▶ **EXERCISE DESCRIPTION**:
Each line in the entries below that holds the string "async" is to be listed.

▶ **Saved data entries**:
>>>

//! End-to-end tests: channel ingestion into the engine, snapshot round trips
//! through both backends, and the persistence task's final flush.

#[cfg(test)]
mod pipeline_integration_tests {
    use chrono::{Duration as ChronoDuration, TimeZone, Utc};
    use crisisflow::events::{
        CrisisEvent, Location, RiskLevel, SocialData, SocialSignalEvent, StreamKind, Urgency,
        WeatherData, WeatherRiskEvent,
    };
    use crisisflow::ingestion::{ingest_channel, run_ingestion};
    use crisisflow::persistence::{
        load_snapshot, open_backend, save_snapshot, spawn_persistence_task, JsonFileStore,
    };
    use crisisflow::{BackendType, CrisisConfig, CrisisEngine};
    use serde_json::json;
    use std::time::Duration;
    use tempfile::tempdir;

    fn weather(id: usize, minutes_ago: i64) -> CrisisEvent {
        let base = Utc.with_ymd_and_hms(2024, 8, 1, 12, 0, 0).unwrap();
        CrisisEvent::Weather(WeatherRiskEvent {
            event_id: format!("w-{}", id),
            source: "test".to_string(),
            location: Location::new(34.05, -118.24),
            data: WeatherData {
                fire_index: 80.0,
                flood_index: 5.0,
                ..WeatherData::default()
            },
            risk_level: RiskLevel::Critical,
            timestamp: base - ChronoDuration::minutes(minutes_ago),
        })
    }

    fn social(id: usize) -> CrisisEvent {
        CrisisEvent::Social(SocialSignalEvent {
            event_id: format!("s-{}", id),
            source: "social".to_string(),
            location: Location::new(34.06, -118.23),
            data: SocialData {
                text: "smoke over the hills".to_string(),
                category: "fire".to_string(),
                urgency: Urgency::High,
                verified: true,
            },
            timestamp: Utc.with_ymd_and_hms(2024, 8, 1, 11, 59, 0).unwrap(),
        })
    }

    fn weather_ids(engine: &CrisisEngine) -> Vec<String> {
        engine
            .latest(usize::MAX)
            .weather
            .into_iter()
            .map(|e| e.event_id)
            .collect()
    }

    #[tokio::test]
    async fn test_channel_ingestion_feeds_engine() {
        // Test: raw broker payloads flow through the channel into every view
        let engine = CrisisEngine::new(&CrisisConfig::default()).into_shared();
        let (tx, rx) = ingest_channel(64);
        let ingestion = tokio::spawn(run_ingestion(rx, engine.clone(), 1000));

        for i in 0..20 {
            tx.send_raw(
                StreamKind::Weather,
                json!({
                    "event_id": format!("w-{}", i),
                    "location": {"name": "Los Angeles", "lat": 34.05, "lon": -118.24},
                    "data": {"fire_index": 82.0, "flood_index": 3.0},
                    "risk_level": "critical",
                    "timestamp": Utc::now().to_rfc3339(),
                }),
            )
            .await
            .unwrap();
        }
        for i in 0..5 {
            tx.send_event(social(i)).await.unwrap();
        }
        tx.shutdown().await.unwrap();

        let stats = ingestion.await.unwrap();
        assert_eq!(stats.accepted, 25);
        assert_eq!(stats.rejected, 0);

        let mut engine = engine.lock().await;
        assert_eq!(engine.len(), 25);

        let hotspots = engine.hotspots();
        assert_eq!(hotspots.len(), 1);
        assert_eq!(hotspots[0].event_count, 25);
        assert_eq!(hotspots[0].social_count, 5);
        assert_eq!(hotspots[0].risk_level, RiskLevel::Critical);

        let predictions = engine.predictions();
        assert_eq!(predictions.predictions.len(), 3);
        assert_eq!(predictions.metrics.data_points, 25);

        let metrics = engine.metrics();
        assert_eq!(metrics.total_events_processed, 25);
        assert_eq!(metrics.predictions_ahead_minutes, 120);
    }

    #[tokio::test]
    async fn test_json_snapshot_round_trip_truncates_to_capacity() {
        let dir = tempdir().unwrap();
        let config = CrisisConfig {
            event_cache_size: 5,
            snapshot_dir: dir.path().join("snapshots"),
            ..CrisisConfig::default()
        };

        let mut engine = CrisisEngine::new(&config);
        for i in 0..8 {
            engine.ingest(weather(i, 8 - i as i64));
        }
        engine.ingest(social(0));
        engine.hotspots();

        let mut backend = open_backend(&config).unwrap();
        save_snapshot(backend.as_mut(), &engine.snapshot()).await.unwrap();

        // Smaller cache on restart keeps only the newest events
        let smaller = CrisisConfig {
            event_cache_size: 3,
            ..config.clone()
        };
        let mut backend = open_backend(&smaller).unwrap();
        let snapshot = load_snapshot(backend.as_mut()).await;
        assert_eq!(snapshot.weather.len(), 5);
        assert!(snapshot.hotspots.is_some());

        let mut restored = CrisisEngine::new(&smaller);
        restored.restore(snapshot);
        assert_eq!(weather_ids(&restored), vec!["w-5", "w-6", "w-7"]);
        assert_eq!(restored.stats().social_total, 1);
        assert_eq!(restored.hotspots().len(), 1);
    }

    #[tokio::test]
    async fn test_sqlite_snapshot_round_trip() {
        let dir = tempdir().unwrap();
        let config = CrisisConfig {
            snapshot_backend: BackendType::Sqlite,
            snapshot_db_path: dir.path().join("crisisflow.db"),
            ..CrisisConfig::default()
        };

        let mut engine = CrisisEngine::new(&config);
        for i in 0..4 {
            engine.ingest(weather(i, 10 - i as i64));
        }
        let original = engine.snapshot();

        {
            let mut backend = open_backend(&config).unwrap();
            assert_eq!(backend.backend_type(), "SQLite");
            save_snapshot(backend.as_mut(), &original).await.unwrap();
        }

        let mut backend = open_backend(&config).unwrap();
        let snapshot = load_snapshot(backend.as_mut()).await;
        assert_eq!(snapshot, original);

        let mut restored = CrisisEngine::new(&config);
        restored.restore(snapshot);
        assert_eq!(weather_ids(&restored), vec!["w-0", "w-1", "w-2", "w-3"]);
    }

    #[tokio::test]
    async fn test_persistence_shutdown_writes_final_snapshot() {
        // Test: a period far longer than the test still yields a snapshot on shutdown
        let dir = tempdir().unwrap();
        let engine = CrisisEngine::new(&CrisisConfig::default()).into_shared();
        let backend = Box::new(JsonFileStore::new(dir.path()).unwrap());
        let handle =
            spawn_persistence_task(engine.clone(), backend, Duration::from_secs(3600)).await;

        {
            let mut engine = engine.lock().await;
            for i in 0..3 {
                engine.ingest(weather(i, 3 - i as i64));
            }
        }
        handle.shutdown().await;

        let mut store = JsonFileStore::new(dir.path()).unwrap();
        let snapshot = load_snapshot(&mut store).await;
        assert_eq!(snapshot.weather.len(), 3);
        assert!(snapshot.social.is_empty());
        assert!(snapshot.hotspots.is_none());
    }
}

<<<

▶ **EXPECTED ANSWER**:
    async fn test_channel_ingestion_feeds_engine() {
    async fn test_json_snapshot_round_trip_truncates_to_capacity() {
    async fn test_sqlite_snapshot_round_trip() {
    async fn test_persistence_shutdown_writes_final_snapshot() {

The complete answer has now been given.